I don’t think von Neumann said that, it’s a very old story with many forms. And, of course, if you think like an early twentieth century engineer, you might believe it. But it’s obviously false. No mammalian genome can be accurately described with a small number of parameters, so that anecdote should be retired.
More to the point in climate, an early attempt to approach the number of parameters required for atmospheric prediction is Ed Lorenz’ work on “analogs” (Lorenz, E. N., 1969: Atmospheric predictability as revealed by naturally occurring analogues. J. Atmos. Sci., 26, 636–646) and you get a lower bound on the number of parameters of about 500. Yes, when you go from weather to climate you average a lot of stuff out, but it’s going to be tough to whittle that down to the proverbial 6 parameter charging rhinoceros.
Many fields now routinely confront problems with thousands of parameters.

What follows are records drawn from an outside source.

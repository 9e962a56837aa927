//! A deterministic reference backend for the closed-loop driver.
//!
//! The backend implements both solver handles without an external library:
//!
//! - [`FeedbackOcp`] rolls a saturated linear feedback policy across the
//!   horizon from the pinned initial state. It is a stand-in for a trajectory
//!   optimizer and does not minimize the problem's cost.
//! - [`EulerSim`] advances a [`Dynamics`] model by one step of `dt = tf / N`
//!   using a fixed number of explicit Euler substeps.
//!
//! [`ReferenceBackend`] creates both handles for a [`Problem`].
//!
//! [`Dynamics`]: recede_core::Dynamics
//! [`Problem`]: recede_core::Problem

mod backend;
mod config;
mod error;
mod euler;
mod feedback;
mod integrate;

pub use backend::ReferenceBackend;
pub use config::{Config, ConfigError};
pub use error::HandleError;
pub use euler::EulerSim;
pub use feedback::FeedbackOcp;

This is the twenty first century. If, for example, we consider a less politically charged subject, say wine making. These guys (http://dynopt.cheme.cmu.edu/papers/preprint/paper19.pdf) are working with over 33,000 variables. That’s not even that big compared to other complex systems.
The bottom line is that yes, it is the same for climate modelers – they have a lot of variables and they have to take some care of that. But it’s the same as for a lot of fields these days, you can take appropriate care, and get good results. The fact that there are a lot of parameters does not mean that models will not perform well.